A new paper on economic downturns suggests that such events do not have long tails, and so are not existential concerns:
In the rare-disasters setting, a key determinant of the equity premium is the size distribution of macroeconomic disasters, gauged by proportionate declines in per capita consumption or GDP. The long-term national-accounts data for up to 36 countries provide a large sample of disaster events of magnitude 10% or more. For this sample, a power-law density provides a good fit to the distribution of the ratio of normal to disaster consumption or GDP. The key parameter of the size distribution is the upper-tail exponent, alpha, estimated to be near 5, with a 95% confidence interval between 3-1/2 and 7. …
We work with the transformed disaster size z ≡ 1/(1-b), which is the ratio of normal to disaster consumption or GDP. … We start with a familiar (single) power law, which specifies the [probability] density function as f(z) = Az-α.
For a long tail, alpha needs to be two or less.

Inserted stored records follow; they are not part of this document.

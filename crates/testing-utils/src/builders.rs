//! 测试数据构建器

use std::path::{Path, PathBuf};

use brix_cli::Config;

/// 构建测试用的 [`Config`]
pub struct ConfigBuilder {
    config: Config,
}

impl ConfigBuilder {
    pub fn new() -> Self {
        Self {
            config: Config {
                language: "java".to_string(),
                config_name: "controller".to_string(),
                project: "shop".to_string(),
                module: "orders".to_string(),
                ..Config::default()
            },
        }
    }

    pub fn with_language(mut self, language: &str) -> Self {
        self.config.language = language.to_string();
        self
    }

    pub fn with_config_name(mut self, config_name: &str) -> Self {
        self.config.config_name = config_name.to_string();
        self
    }

    pub fn with_project(mut self, project: &str) -> Self {
        self.config.project = project.to_string();
        self
    }

    pub fn with_module(mut self, module: &str) -> Self {
        self.config.module = module.to_string();
        self
    }

    pub fn with_workdir(mut self, workdir: impl AsRef<Path>) -> Self {
        self.config.workdir = workdir.as_ref().to_path_buf();
        self
    }

    pub fn with_config_dir(mut self, config_dir: impl AsRef<Path>) -> Self {
        self.config.config_dir = Some(config_dir.as_ref().to_path_buf());
        self
    }

    pub fn with_home_dir(mut self, home_dir: impl Into<PathBuf>) -> Self {
        self.config.home_dir = Some(home_dir.into());
        self
    }

    pub fn build(self) -> Config {
        self.config
    }
}

impl Default for ConfigBuilder {
    fn default() -> Self {
        Self::new()
    }
}
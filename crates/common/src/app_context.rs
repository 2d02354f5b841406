use std::sync::Arc;

use brix_cli::{Config, Prompter};
use brix_processor::ProcessorCore;

/// 一次运行的应用上下文，在dispatch阶段创建并以引用传给每个命令
pub struct AppContext<'a> {
    pub processor: ProcessorCore,
    pub config: &'a Config,
    pub prompter: Arc<dyn Prompter>,
}

impl<'a> AppContext<'a> {
    pub fn new(config: &'a Config, prompter: Arc<dyn Prompter>) -> Self {
        Self {
            processor: ProcessorCore::new(),
            config,
            prompter,
        }
    }

    pub fn with_processor(mut self, processor: ProcessorCore) -> Self {
        self.processor = processor;
        self
    }
}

As the 1918 flu coincided with World War 1, it would be nearly impossible to separate the economic effects of the two of them.

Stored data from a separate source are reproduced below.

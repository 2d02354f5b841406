//! # Brix Commands
//!
//! 声明文件中可用的命令。每个命令接收已渲染的 [`ProcessedCommandParams`]，
//! 校验自己需要的字段后在工作目录中执行。
//!
//! | 名称 | 作用 |
//! |---|---|
//! | `copy` | 复制文件或目录 |
//! | `exec` | 通过shell执行命令 |
//! | `mkdir` | 创建目录 |
//! | `search_replace` | 正则搜索替换 |
//! | `template` | 渲染模板并写入目标 |

mod command;
mod copy;
mod exec;
mod mkdir;
mod search_replace;
mod template;

pub use command::{
    Command, OverwritableCommand, OverwritableParams, ProcessedCommandParams, WriteDecision,
};
pub use copy::{CopyCommand, CopyParams};
pub use exec::{ExecCommand, ExecParams};
pub use mkdir::{MkdirCommand, MkdirParams};
pub use search_replace::{SearchReplaceCommand, SearchReplaceParams};
pub use template::{TemplateCommand, TemplateParams};
use std::collections::HashMap;

use brix_processor::{create_context, ProcessorCore, ProcessorContext};

fn render(template: &str, pairs: &[(&str, &str)]) -> String {
    let core = ProcessorCore::new();
    let context = create_context(
        pairs
            .iter()
            .map(|(k, v)| (k.to_string(), v.to_string()))
            .collect::<HashMap<_, _>>(),
    );
    core.process(template, &context).unwrap()
}

fn render_err(template: &str, pairs: &[(&str, &str)]) -> String {
    let core = ProcessorCore::new();
    let context: ProcessorContext = create_context(
        pairs
            .iter()
            .map(|(k, v)| (k.to_string(), v.to_string()))
            .collect(),
    );
    core.process(template, &context).unwrap_err().to_string()
}

#[test]
fn to_upper() {
    assert_eq!(render("{{to-upper module}}", &[("module", "orders")]), "ORDERS");
    assert_eq!(render("{{to-upper \"mixed Case\"}}", &[]), "MIXED CASE");
}

#[test]
fn to_lower() {
    assert_eq!(render("{{to-lower word}}", &[("word", "HeLLo WoRLD")]), "hello world");
}

#[test]
fn to_title() {
    assert_eq!(render("{{to-title one}}", &[("one", "oneword")]), "Oneword");
    assert_eq!(
        render("{{to-title two}}", &[("two", "Already in the Title Case")]),
        "Already in the Title Case"
    );
}

#[test]
fn to_case() {
    let template = "{{to-case \"snake\" a}}\n{{to-case \"camel\" b}}\n{{to-case \"kebab\" c}}\n{{to-case \"pascal\" d}}\n{{to-case \"screaming-snake\" e}}\n{{to-case \"UpperCamel\" b}}\n{{to-case \"train\" b}}\n{{to-case \"cobol\" b}}\n{{to-case \"flat\" b}}";
    let result = render(
        template,
        &[
            ("a", "ThisIsPascalCase"),
            ("b", "this_is_snake_case"),
            ("c", "THIS_IS_UPPER_SNAKE_CASE"),
            ("d", "this-is-kebab-case"),
            ("e", "thisIsCamelCase"),
        ],
    );
    let lines: Vec<&str> = result.lines().collect();
    assert_eq!(
        lines,
        vec![
            "this_is_pascal_case",
            "thisIsSnakeCase",
            "this-is-upper-snake-case",
            "ThisIsKebabCase",
            "THIS_IS_CAMEL_CASE",
            "ThisIsSnakeCase",
            "This-Is-Snake-Case",
            "THIS-IS-SNAKE-CASE",
            "thisissnakecase",
        ]
    );
}

#[test]
fn to_case_unsupported() {
    let message = render_err("{{to-case \"shouting\" a}}", &[("a", "value")]);
    assert!(message.contains("case 'shouting' not supported"), "{message}");
}

#[test]
fn to_case_unquoted_case_name() {
    let message = render_err("{{to-case snake a}}", &[("a", "value")]);
    assert!(message.contains("quotation marks"), "{message}");
}

#[test]
fn to_case_missing_argument() {
    let message = render_err("{{to-case \"snake\"}}", &[]);
    assert!(message.contains("argument to process not specified"), "{message}");
}

#[test]
fn to_flat() {
    assert_eq!(render("{{to-flat name}}", &[("name", "My-Module")]), "mymodule");
}

#[test]
fn to_java_package() {
    assert_eq!(
        render("{{to-java-package pkg}}", &[("pkg", "com.Example.my-module")]),
        "com.example.mymodule"
    );
    assert_eq!(
        render("{{to-java-package-path pkg}}", &[("pkg", "com.Example.my-module")]),
        "com/example/mymodule"
    );
}

#[test]
fn helper_without_argument() {
    let message = render_err("{{to-upper}}", &[]);
    assert!(
        message.contains("this function requires an argument to process"),
        "{message}"
    );
}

Looks like a nice paper, and fits in with some papers I have read that claim stock market price fluctuations have alpha's around 3.

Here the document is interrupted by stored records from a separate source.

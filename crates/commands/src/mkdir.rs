//! [MkdirCommand]

use std::path::PathBuf;

use async_trait::async_trait;
use brix_common::AppContext;
use brix_errors::BrixResult;
use tracing::debug;

use crate::command::{Command, ProcessedCommandParams, Required};

#[derive(Debug, Clone, PartialEq)]
pub struct MkdirParams {
    destination: PathBuf,
}

impl MkdirParams {
    fn validate(pcp: ProcessedCommandParams) -> BrixResult<Self> {
        let mut required = Required::default();
        match required.field("destination", pcp.destination) {
            Some(destination) => Ok(Self { destination }),
            None => Err(required.into_error()),
        }
    }
}

/// 在工作目录下创建目录，缺失的上级目录一并创建
#[derive(Debug, Default)]
pub struct MkdirCommand;

impl MkdirCommand {
    pub fn new() -> Self {
        Self
    }
}

#[async_trait]
impl Command for MkdirCommand {
    async fn run(&self, pcp: ProcessedCommandParams, ctx: &AppContext<'_>) -> BrixResult<()> {
        let params = MkdirParams::validate(pcp)?;
        let destination = ctx.config.workdir.join(params.destination);

        debug!("creating directory '{}'", destination.display());
        tokio::fs::create_dir_all(destination).await?;
        Ok(())
    }

    fn name(&self) -> String {
        String::from("mkdir")
    }
}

However, plenty of natural disasters (and human wars) have mortality alphas between 1 and 2, the domain where the average is undefined and very big disasters are fairly common. There the important question is whether there exist cut-offs (likely for landslides and flooding due to geography, but not guaranteed for epidemics or wars).
Together, this seems to suggest that while endogenous downturns and crashes occur, they are relatively unlikely to crash the market completely. But it might be exogenous disturbances that we should watch out for, both in terms of mortality and in their market impact.
Still, the 1918 flu did not seem to have had a very noticeable economic effect - if extremes like that doesn't show up in the data, maybe the economy is much more resilient than we normally tend to think?